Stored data
+ + + +
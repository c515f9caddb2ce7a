//! Clients and the interaction log kept against them.

use chrono::{DateTime, Utc};
use serde::{Deserialize, Serialize};
use uuid::Uuid;

#[derive(Debug, Clone, Copy, PartialEq, Eq, Default, Serialize, Deserialize)]
#[serde(rename_all = "lowercase")]
pub enum ClientStatus {
  #[default]
  Lead,
  Prospect,
  Active,
  Inactive,
}

/// How a client touchpoint happened.
#[derive(Debug, Clone, Copy, PartialEq, Eq, Serialize, Deserialize)]
#[serde(rename_all = "lowercase")]
pub enum InteractionType {
  Whatsapp,
  Email,
  Call,
  Meeting,
  Note,
}

#[derive(Debug, Clone, Serialize, Deserialize)]
pub struct Client {
  pub client_id:  Uuid,
  pub name:       String,
  pub email:      Option<String>,
  pub phone:      Option<String>,
  pub company:    Option<String>,
  pub status:     ClientStatus,
  /// Where the lead came from, free text.
  pub source:     Option<String>,
  pub notes:      Option<String>,
  pub owner_id:   Option<Uuid>,
  pub created_at: DateTime<Utc>,
  pub updated_at: DateTime<Utc>,
}

#[derive(Debug, Clone, Serialize, Deserialize)]
pub struct ClientInteraction {
  pub interaction_id: Uuid,
  pub client_id:      Uuid,
  pub user_id:        Uuid,
  pub kind:           InteractionType,
  pub summary:        String,
  pub occurred_at:    DateTime<Utc>,
  pub created_at:     DateTime<Utc>,
}

/// Input to [`crate::store::DashboardStore::add_client`].
#[derive(Debug, Clone, Serialize, Deserialize)]
pub struct NewClient {
  pub name:    String,
  pub email:   Option<String>,
  pub phone:   Option<String>,
  pub company: Option<String>,
  #[serde(default)]
  pub status:  ClientStatus,
  pub source:  Option<String>,
  pub notes:   Option<String>,
}

#[derive(Debug, Clone, Default, Serialize, Deserialize)]
pub struct ClientUpdate {
  pub name:    Option<String>,
  #[serde(default)]
  pub email:   Option<Option<String>>,
  #[serde(default)]
  pub phone:   Option<Option<String>>,
  #[serde(default)]
  pub company: Option<Option<String>>,
  pub status:  Option<ClientStatus>,
  #[serde(default)]
  pub source:  Option<Option<String>>,
  #[serde(default)]
  pub notes:   Option<Option<String>>,
  #[serde(default)]
  pub owner_id: Option<Option<Uuid>>,
}

impl ClientUpdate {
  pub fn apply(self, client: &mut Client) {
    if let Some(name) = self.name {
      client.name = name;
    }
    if let Some(email) = self.email {
      client.email = email;
    }
    if let Some(phone) = self.phone {
      client.phone = phone;
    }
    if let Some(company) = self.company {
      client.company = company;
    }
    if let Some(status) = self.status {
      client.status = status;
    }
    if let Some(source) = self.source {
      client.source = source;
    }
    if let Some(notes) = self.notes {
      client.notes = notes;
    }
    if let Some(owner_id) = self.owner_id {
      client.owner_id = owner_id;
    }
  }
}

/// Input to [`crate::store::DashboardStore::add_interaction`].
/// `occurred_at` defaults to the time of recording when absent.
#[derive(Debug, Clone, Serialize, Deserialize)]
pub struct NewInteraction {
  pub client_id:   Uuid,
  pub kind:        InteractionType,
  pub summary:     String,
  pub occurred_at: Option<DateTime<Utc>>,
}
+ + + +
Description of the task — Word for word, write out all of the entries again.

Task response —
repository c515f9caddb2ce7a
//! Clients and the interaction log kept against them.

use chrono::{DateTime, Utc};
use serde::{Deserialize, Serialize};
use uuid::Uuid;

#[derive(Debug, Clone, Copy, PartialEq, Eq, Default, Serialize, Deserialize)]
#[serde(rename_all = "lowercase")]
pub enum ClientStatus {
  #[default]
  Lead,
  Prospect,
  Active,
  Inactive,
}

/// How a client touchpoint happened.
#[derive(Debug, Clone, Copy, PartialEq, Eq, Serialize, Deserialize)]
#[serde(rename_all = "lowercase")]
pub enum InteractionType {
  Whatsapp,
  Email,
  Call,
  Meeting,
  Note,
}

#[derive(Debug, Clone, Serialize, Deserialize)]
pub struct Client {
  pub client_id:  Uuid,
  pub name:       String,
  pub email:      Option<String>,
  pub phone:      Option<String>,
  pub company:    Option<String>,
  pub status:     ClientStatus,
  /// Where the lead came from, free text.
  pub source:     Option<String>,
  pub notes:      Option<String>,
  pub owner_id:   Option<Uuid>,
  pub created_at: DateTime<Utc>,
  pub updated_at: DateTime<Utc>,
}

#[derive(Debug, Clone, Serialize, Deserialize)]
pub struct ClientInteraction {
  pub interaction_id: Uuid,
  pub client_id:      Uuid,
  pub user_id:        Uuid,
  pub kind:           InteractionType,
  pub summary:        String,
  pub occurred_at:    DateTime<Utc>,
  pub created_at:     DateTime<Utc>,
}

/// Input to [`crate::store::DashboardStore::add_client`].
#[derive(Debug, Clone, Serialize, Deserialize)]
pub struct NewClient {
  pub name:    String,
  pub email:   Option<String>,
  pub phone:   Option<String>,
  pub company: Option<String>,
  #[serde(default)]
  pub status:  ClientStatus,
  pub source:  Option<String>,
  pub notes:   Option<String>,
}

#[derive(Debug, Clone, Default, Serialize, Deserialize)]
pub struct ClientUpdate {
  pub name:    Option<String>,
  #[serde(default)]
  pub email:   Option<Option<String>>,
  #[serde(default)]
  pub phone:   Option<Option<String>>,
  #[serde(default)]
  pub company: Option<Option<String>>,
  pub status:  Option<ClientStatus>,
  #[serde(default)]
  pub source:  Option<Option<String>>,
  #[serde(default)]
  pub notes:   Option<Option<String>>,
  #[serde(default)]
  pub owner_id: Option<Option<Uuid>>,
}

impl ClientUpdate {
  pub fn apply(self, client: &mut Client) {
    if let Some(name) = self.name {
      client.name = name;
    }
    if let Some(email) = self.email {
      client.email = email;
    }
    if let Some(phone) = self.phone {
      client.phone = phone;
    }
    if let Some(company) = self.company {
      client.company = company;
    }
    if let Some(status) = self.status {
      client.status = status;
    }
    if let Some(source) = self.source {
      client.source = source;
    }
    if let Some(notes) = self.notes {
      client.notes = notes;
    }
    if let Some(owner_id) = self.owner_id {
      client.owner_id = owner_id;
    }
  }
}

/// Input to [`crate::store::DashboardStore::add_interaction`].
/// `occurred_at` defaults to the time of recording when absent.
#[derive(Debug, Clone, Serialize, Deserialize)]
pub struct NewInteraction {
  pub client_id:   Uuid,
  pub kind:        InteractionType,
  pub summary:     String,
  pub occurred_at: Option<DateTime<Utc>>,
}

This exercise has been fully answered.